Manuscript received 20 May 2009; accepted 17 Jan. 2010

DOI: 10.1130/GSATG59A.1

INTRODUCTION

The February 2000 Shuttle Radar Topography Mission (SRTM) aboard the Endeavour acquired synthetic aperture radar data used to produce a new digital elevation model (DEM) of almost all Earth land areas between 60°N and 56°S latitude (Farr et al., 2007). The DEM is presently available for the entire survey area at 90 m spatial resolution (i.e., an elevation measurement is associated with each 90 m × 90 m area on Earth’s surface). Heavily forested areas increase measured elevations because microwaves at the radar wavelengths are reflected by dense vegetation, and steep slopes produce local radar shadow zones with no data (Farr et al., 2007). Despite these problems, the new DEM provides very high-quality topographic data for 80% of Earth’s land, much of which was not well surveyed before SRTM data acquisition and reduction.

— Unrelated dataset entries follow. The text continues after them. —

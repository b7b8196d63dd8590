//! Build orchestration entry points
use crate::build_order::BuildGraph;
use crate::error::BuildResult;
use crate::executor::Executor;
use crate::features::apply_features;
use crate::model::{normalize, ModuleDescriptor};
use crate::report::BuildReport;
use crate::toolchain::{ProcessRunner, ToolRunner, Toolchains, Tools};
use clair_config::{Config, Settings};
use std::path::PathBuf;
use std::sync::Arc;
use std::time::{Duration, Instant};

/// Global build options
#[derive(Debug, Clone, PartialEq)]
pub struct BuildConfig {
    /// Directory every descriptor path is relative to
    pub root_dir: PathBuf,
    /// Feature selection (empty means all)
    pub features: String,
    /// Assembler output format substituted for `$(ASMARCH)`
    pub asm_arch: String,
    pub cross: Tools,
    pub host: Tools,
    pub strip: String,
    /// Concurrency limit
    pub jobs: usize,
    /// Optional global timeout
    pub timeout: Option<Duration>,
}

impl Default for BuildConfig {
    fn default() -> Self {
        Self::from_settings(&Settings::default())
    }
}

impl BuildConfig {
    /// Options from merged settings, rooted at the current directory
    pub fn from_settings(settings: &Settings) -> Self {
        Self {
            root_dir: PathBuf::from("."),
            features: settings.features().to_string(),
            asm_arch: settings.asm_arch().to_string(),
            cross: settings.cross_tools(),
            host: settings.host_tools(),
            strip: settings.strip(),
            jobs: settings.jobs(),
            timeout: settings.timeout(),
        }
    }

    /// Options from a loaded configuration, rooted at its project
    pub fn from_config(config: &Config) -> Self {
        let mut build = Self::from_settings(&config.settings);
        if let Some(root) = config.project_root() {
            build.root_dir = root.to_path_buf();
        }
        build
    }
}

/// Main builder for orchestrating builds
pub struct Builder {
    config: BuildConfig,
    runner: Arc<dyn ToolRunner>,
}

impl Builder {
    /// Builder running real processes in the configured root
    pub fn new(config: BuildConfig) -> Self {
        let runner = Arc::new(ProcessRunner::new(&config.root_dir));
        Self { config, runner }
    }

    /// Replace the subprocess runner
    pub fn with_runner(mut self, runner: Arc<dyn ToolRunner>) -> Self {
        self.runner = runner;
        self
    }

    pub fn with_jobs(mut self, jobs: usize) -> Self {
        self.config.jobs = jobs;
        self
    }

    pub fn with_timeout(mut self, timeout: Option<Duration>) -> Self {
        self.config.timeout = timeout;
        self
    }

    pub fn with_features(mut self, features: impl Into<String>) -> Self {
        self.config.features = features.into();
        self
    }

    pub fn config(&self) -> &BuildConfig {
        &self.config
    }

    /// Validate, resolve features and order every target without touching disk
    pub fn plan(&self, modules: &[ModuleDescriptor]) -> BuildResult<BuildGraph> {
        let mut normalized = normalize(modules)?;
        apply_features(&mut normalized, &self.config.features)?;
        BuildGraph::new(normalized, &Toolchains::from_config(&self.config))
    }

    /// Build every target, or only `filter` and what it depends on
    ///
    /// Descriptor, feature, cycle and filter errors are returned before any
    /// subprocess runs. Per-target failures are reported in the
    /// [`BuildReport`] instead.
    pub fn build(
        &self,
        modules: &[ModuleDescriptor],
        filter: Option<&[&str]>,
    ) -> BuildResult<BuildReport> {
        let start = Instant::now();
        let graph = self.plan(modules)?;
        let selected = graph.select(filter)?;

        log::info!(
            "building {} of {} targets with {} jobs",
            selected.len(),
            graph.len(),
            self.config.jobs
        );
        for node in graph.ordered().filter(|n| selected.contains(&n.index)) {
            log::debug!(
                "{}: {} -> {}",
                node.qualified_name(),
                node.recipe(),
                node.target.output.display()
            );
        }

        let mut report = Executor::new(&graph, Arc::clone(&self.runner), &self.config.root_dir)
            .with_jobs(self.config.jobs)
            .with_timeout(self.config.timeout)
            .run(&selected)?;
        report.total_time = start.elapsed();

        if report.is_success() {
            log::info!("build finished in {:.2}s", report.total_time.as_secs_f64());
        } else {
            log::error!("{}", report.summary().trim_end());
        }
        Ok(report)
    }
}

The SRTM DEM is included in a global representation of bathymetry and topography maintained and upgraded by the Marine Geoscience Data System (MGDS) at Columbia University’s Lamont-Doherty Earth Observatory. This global data set can be readily viewed online with the GeoMapApp© data visualization and analysis toolbox that is also available online from the MGDS at www.geomapapp.org. This Java™ application allows users to view topography and bathymetry at different map scales, create cross sections, and save the images as graphics files. Elevations are represented by color, contours, and shaded relief, all of which are adjustable through the graphical user interface.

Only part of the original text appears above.